- Opening Delimiter -
//! Fourteen-segment stroke font for canvas labels.
//!
//! Everything the pipeline draws is line geometry, so labels are laid out as
//! line segments too: each glyph is a bitmask over fourteen canonical
//! segments on a unit cell. Coverage is digits, Latin letters, and the
//! handful of punctuation the demos use; lowercase folds to uppercase and
//! unknown characters advance without drawing.

use glam::Vec2;

/// Glyph advance as a fraction of the text size.
const ADVANCE: f32 = 0.8;
/// Glyph cell width as a fraction of the text size.
const CELL_WIDTH: f32 = 0.6;

/// Segment endpoints on a 1x1 cell, y down. Order defines the mask bits.
const SEGMENTS: [([f32; 2], [f32; 2]); 14] = [
    ([0.0, 0.0], [1.0, 0.0]), // 0  top
    ([1.0, 0.0], [1.0, 0.5]), // 1  upper right
    ([1.0, 0.5], [1.0, 1.0]), // 2  lower right
    ([0.0, 1.0], [1.0, 1.0]), // 3  bottom
    ([0.0, 0.5], [0.0, 1.0]), // 4  lower left
    ([0.0, 0.0], [0.0, 0.5]), // 5  upper left
    ([0.0, 0.5], [0.5, 0.5]), // 6  middle left
    ([0.5, 0.5], [1.0, 0.5]), // 7  middle right
    ([0.0, 0.0], [0.5, 0.5]), // 8  diagonal from top left
    ([0.5, 0.0], [0.5, 0.5]), // 9  upper middle
    ([1.0, 0.0], [0.5, 0.5]), // 10 diagonal from top right
    ([0.5, 0.5], [0.0, 1.0]), // 11 diagonal to bottom left
    ([0.5, 0.5], [0.5, 1.0]), // 12 lower middle
    ([0.5, 0.5], [1.0, 1.0]), // 13 diagonal to bottom right
];

const A: u16 = 1 << 0;
const B: u16 = 1 << 1;
const C: u16 = 1 << 2;
const D: u16 = 1 << 3;
const E: u16 = 1 << 4;
const F: u16 = 1 << 5;
const G1: u16 = 1 << 6;
const G2: u16 = 1 << 7;
const H: u16 = 1 << 8;
const I: u16 = 1 << 9;
const J: u16 = 1 << 10;
const K: u16 = 1 << 11;
const L: u16 = 1 << 12;
const M: u16 = 1 << 13;

fn glyph_mask(ch: char) -> Option<u16> {
    let mask = match ch.to_ascii_uppercase() {
        '0' => A | B | C | D | E | F | J | K,
        '1' => B | C | J,
        '2' => A | B | G1 | G2 | E | D,
        '3' => A | B | C | D | G2,
        '4' => F | G1 | G2 | B | C,
        '5' => A | F | G1 | G2 | C | D,
        '6' => A | F | E | D | C | G1 | G2,
        '7' => A | B | C,
        '8' => A | B | C | D | E | F | G1 | G2,
        '9' => A | B | C | D | F | G1 | G2,
        'A' => A | B | C | E | F | G1 | G2,
        'B' => A | B | C | D | G2 | I | L,
        'C' => A | D | E | F,
        'D' => A | B | C | D | I | L,
        'E' => A | D | E | F | G1 | G2,
        'F' => A | E | F | G1 | G2,
        'G' => A | C | D | E | F | G2,
        'H' => B | C | E | F | G1 | G2,
        'I' => A | D | I | L,
        'J' => B | C | D | E,
        'K' => E | F | G1 | J | M,
        'L' => D | E | F,
        'M' => B | C | E | F | H | J,
        'N' => B | C | E | F | H | M,
        'O' => A | B | C | D | E | F,
        'P' => A | B | E | F | G1 | G2,
        'Q' => A | B | C | D | E | F | M,
        'R' => A | B | E | F | G1 | G2 | M,
        'S' => A | C | D | F | G1 | G2,
        'T' => A | I | L,
        'U' => B | C | D | E | F,
        'V' => E | F | J | K,
        'W' => B | C | E | F | K | M,
        'X' => H | J | K | M,
        'Y' => H | J | L,
        'Z' => A | D | J | K,
        // Greek theta: the full ring with the middle bar.
        'θ' | 'Θ' => A | B | C | D | E | F | G1 | G2,
        '-' => G1 | G2,
        '+' => G1 | G2 | I | L,
        '_' => D,
        _ => return None,
    };
    Some(mask)
}

/// Segments that fall outside the fourteen-segment grid.
fn special_segments(ch: char) -> Option<Vec<([f32; 2], [f32; 2])>> {
    match ch {
        '.' => Some(vec![([0.4, 1.0], [0.6, 1.0])]),
        ',' => Some(vec![([0.5, 0.9], [0.35, 1.15])]),
        '=' => Some(vec![
            ([0.0, 0.35], [1.0, 0.35]),
            ([0.0, 0.65], [1.0, 0.65]),
        ]),
        '°' => Some(vec![
            ([0.2, 0.0], [0.6, 0.0]),
            ([0.6, 0.0], [0.6, 0.3]),
            ([0.6, 0.3], [0.2, 0.3]),
            ([0.2, 0.3], [0.2, 0.0]),
        ]),
        _ => None,
    }
}

fn glyph_segments(ch: char) -> Vec<([f32; 2], [f32; 2])> {
    if let Some(segments) = special_segments(ch) {
        return segments;
    }
    match glyph_mask(ch) {
        Some(mask) => SEGMENTS
            .iter()
            .enumerate()
            .filter(|(i, _)| mask & (1 << i) != 0)
            .map(|(_, s)| *s)
            .collect(),
        None => Vec::new(),
    }
}

/// Lay `text` out as line segments, centered on `at`, `size` CSS pixels
/// tall. Matches the canvas `textAlign: center, textBaseline: middle`
/// convention the demos were written against.
pub fn layout(text: &str, at: Vec2, size: f32) -> Vec<(Vec2, Vec2)> {
    let count = text.chars().count();
    if count == 0 {
        return Vec::new();
    }
    let total_width = (count as f32 - 1.0) * ADVANCE * size + CELL_WIDTH * size;
    let top_left = at - Vec2::new(total_width * 0.5, size * 0.5);

    let mut segments = Vec::new();
    for (index, ch) in text.chars().enumerate() {
        let cell = top_left + Vec2::new(index as f32 * ADVANCE * size, 0.0);
        for (from, to) in glyph_segments(ch) {
            segments.push((
                cell + Vec2::new(from[0] * CELL_WIDTH * size, from[1] * size),
                cell + Vec2::new(to[0] * CELL_WIDTH * size, to[1] * size),
            ));
        }
    }
    segments
}

#[cfg(test)]
mod tests {
    use super::*;

    #[test]
    fn test_digits_have_glyphs() {
        for ch in '0'..='9' {
            assert!(!glyph_segments(ch).is_empty(), "no glyph for {ch:?}");
        }
    }

    #[test]
    fn test_lowercase_folds_to_uppercase() {
        assert_eq!(glyph_segments('a'), glyph_segments('A'));
    }

    #[test]
    fn test_unknown_characters_advance_silently() {
        assert!(glyph_segments('~').is_empty());
        // Three cells wide, only the two 'I' glyphs produce geometry.
        let segments = layout("I~I", Vec2::ZERO, 16.0);
        assert_eq!(segments.len(), 2 * glyph_segments('I').len());
    }

    #[test]
    fn test_layout_is_centered() {
        let segments = layout("HH", Vec2::new(100.0, 50.0), 16.0);
        let min_x = segments
            .iter()
            .flat_map(|(a, b)| [a.x, b.x])
            .fold(f32::INFINITY, f32::min);
        let max_x = segments
            .iter()
            .flat_map(|(a, b)| [a.x, b.x])
            .fold(f32::NEG_INFINITY, f32::max);
        let mid = (min_x + max_x) * 0.5;
        assert!((mid - 100.0).abs() < 1e-3);
    }

    #[test]
    fn test_empty_text_is_empty() {
        assert!(layout("", Vec2::ZERO, 16.0).is_empty());
    }
}
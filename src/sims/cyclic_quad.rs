//! Inscribed-angle theorem on a cyclic quadrilateral.
//!
//! A horizontal chord slides vertically through the circle (band hit test,
//! grabbed anywhere along it) and two inscribed points slide around the
//! circumference. Inscribed angles over the chord and the central angle are
//! labelled in place, offset to whichever side of the center keeps them
//! clear of the construction.

use crate::controls::ControlSet;
use crate::drag::{Axis, Draggable, HitShape};
use crate::geometry::angle_at_deg;
use crate::scene::{flip_offset, rgb, rgba, Color, Scene, WHITE};
use crate::simulation::Simulation;
use crate::surface::{CanvasSurface, HeightPolicy};
use glam::Vec2;

const POINT_1: u32 = 0;
const POINT_2: u32 = 1;
const CHORD: u32 = 2;
const HIT_RADIUS: f32 = 20.0;
const PADDING: f32 = 40.0;

const CIRCLE_COLOR: Color = rgba(0.0, 0.0, 0.0, 0.15);
const CENTER_LINES_COLOR: Color = rgba(0.918, 0.702, 0.031, 0.5);
const QUAD_COLOR: Color = rgba(0.0, 0.0, 0.0, 0.4);
const CHORD_COLOR: Color = rgb(0.024, 0.714, 0.831);
const POINT_COLOR: Color = rgba(0.0, 0.0, 0.0, 0.6);
const POINT_ARMED_COLOR: Color = rgb(0.961, 0.620, 0.043);
const THETA1_COLOR: Color = rgb(0.961, 0.620, 0.043);
const THETA2_COLOR: Color = rgb(0.545, 0.361, 0.965);

pub struct CyclicQuadrilateral {
    pub point1_angle: f32,
    pub point2_angle: f32,
    pub chord_y: f32,
    center: Vec2,
    radius: f32,
}

impl Default for CyclicQuadrilateral {
    fn default() -> Self {
        Self {
            point1_angle: -std::f32::consts::FRAC_PI_2,
            point2_angle: std::f32::consts::FRAC_PI_2,
            chord_y: 0.0,
            center: Vec2::ZERO,
            radius: 0.0,
        }
    }
}

impl CyclicQuadrilateral {
    fn on_circle(&self, angle: f32) -> Vec2 {
        self.center + Vec2::from_angle(angle) * self.radius
    }

    /// Chord endpoints where the horizontal at `chord_y` meets the circle.
    fn chord_endpoints(&self) -> (Vec2, Vec2) {
        let dy = self.chord_y - self.center.y;
        let dx = (self.radius * self.radius - dy * dy).max(0.0).sqrt();
        (
            Vec2::new(self.center.x - dx, self.chord_y),
            Vec2::new(self.center.x + dx, self.chord_y),
        )
    }

    /// `(θ1, θ2, central)` in degrees.
    pub fn angles(&self) -> (f32, f32, f32) {
        let (p1, p2) = self.chord_endpoints();
        (
            angle_at_deg(self.on_circle(self.point1_angle), p1, p2),
            angle_at_deg(self.on_circle(self.point2_angle), p1, p2),
            angle_at_deg(self.center, p1, p2),
        )
    }
}

impl Simulation for CyclicQuadrilateral {
    fn controls(&self) -> ControlSet {
        ControlSet::new()
    }

    fn height_policy(&self) -> HeightPolicy {
        HeightPolicy::Square
    }

    /// Resize recenters the circle and puts the chord back on the diameter.
    fn setup(&mut self, surface: &CanvasSurface) {
        self.center = surface.center();
        self.radius = surface.width.min(surface.height) * 0.5 - PADDING;
        self.chord_y = self.center.y;
    }

    fn draggables(&self) -> Vec<Draggable> {
        vec![
            Draggable::new(
                POINT_1,
                HitShape::Circle {
                    center: self.on_circle(self.point1_angle),
                    radius: HIT_RADIUS,
                },
            ),
            Draggable::new(
                POINT_2,
                HitShape::Circle {
                    center: self.on_circle(self.point2_angle),
                    radius: HIT_RADIUS,
                },
            ),
            Draggable::new(
                CHORD,
                HitShape::Band {
                    axis: Axis::Y,
                    min: self.chord_y - HIT_RADIUS,
                    max: self.chord_y + HIT_RADIUS,
                },
            ),
        ]
    }

    fn drag(&mut self, target: u32, point: Vec2) {
        match target {
            POINT_1 | POINT_2 => {
                let offset = point - self.center;
                if offset.length_squared() > 0.0 {
                    let angle = offset.y.atan2(offset.x);
                    if target == POINT_1 {
                        self.point1_angle = angle;
                    } else {
                        self.point2_angle = angle;
                    }
                }
            }
            CHORD => {
                // Keep the chord strictly inside the circle.
                self.chord_y = point.y.clamp(
                    self.center.y - self.radius + 1.0,
                    self.center.y + self.radius - 1.0,
                );
            }
            _ => {}
        }
    }

    fn draw(&self, scene: &mut Scene, _surface: &CanvasSurface, armed: Option<u32>) {
        scene.clear(WHITE);
        let c = self.center;
        let p1 = self.on_circle(self.point1_angle);
        let p2 = self.on_circle(self.point2_angle);
        let (chord_a, chord_b) = self.chord_endpoints();
        let (theta1, theta2, central) = self.angles();

        scene.stroke_circle(c, self.radius, 2.0, CIRCLE_COLOR);
        scene.polyline(vec![chord_a, c, chord_b], 1.5, CENTER_LINES_COLOR);
        scene.polyline(vec![chord_a, p1, chord_b, p2, chord_a], 1.5, QUAD_COLOR);
        scene.line(chord_a, chord_b, 4.0, CHORD_COLOR);

        let chord_armed = armed == Some(CHORD);
        for (point, base) in [(chord_a, CHORD_COLOR), (chord_b, CHORD_COLOR)] {
            let color = if chord_armed { POINT_ARMED_COLOR } else { base };
            scene.fill_circle(point, 8.0, color);
        }
        for (id, point) in [(POINT_1, p1), (POINT_2, p2)] {
            let color = if armed == Some(id) {
                POINT_ARMED_COLOR
            } else {
                POINT_COLOR
            };
            scene.fill_circle(point, 8.0, color);
        }

        // Labels flip to the far side of the construction they annotate.
        let offset1 = flip_offset(p1.y, c.y, -25.0, 30.0);
        scene.label(
            format!("θ1 = {theta1:.1}°"),
            p1 + Vec2::new(0.0, offset1),
            18.0,
            THETA1_COLOR,
        );
        let offset2 = flip_offset(p2.y, c.y, -25.0, 30.0);
        scene.label(
            format!("θ2 = {theta2:.1}°"),
            p2 + Vec2::new(0.0, offset2),
            18.0,
            THETA2_COLOR,
        );
        let central_offset = flip_offset(self.chord_y, c.y, 20.0, -20.0);
        scene.label(
            format!("{central:.1}°"),
            c + Vec2::new(0.0, central_offset),
            18.0,
            THETA1_COLOR,
        );
    }
}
- Closing Delimiter -
WORK REQUIRED
Set down exactly the lines above that run from the start of the listing to the line with "const CELL_WIDTH: f32 = 0.6;". Leave out every later line.

EXERCISE RESPONSE
//! Fourteen-segment stroke font for canvas labels.
//!
//! Everything the pipeline draws is line geometry, so labels are laid out as
//! line segments too: each glyph is a bitmask over fourteen canonical
//! segments on a unit cell. Coverage is digits, Latin letters, and the
//! handful of punctuation the demos use; lowercase folds to uppercase and
//! unknown characters advance without drawing.

use glam::Vec2;

/// Glyph advance as a fraction of the text size.
const ADVANCE: f32 = 0.8;
/// Glyph cell width as a fraction of the text size.
const CELL_WIDTH: f32 = 0.6;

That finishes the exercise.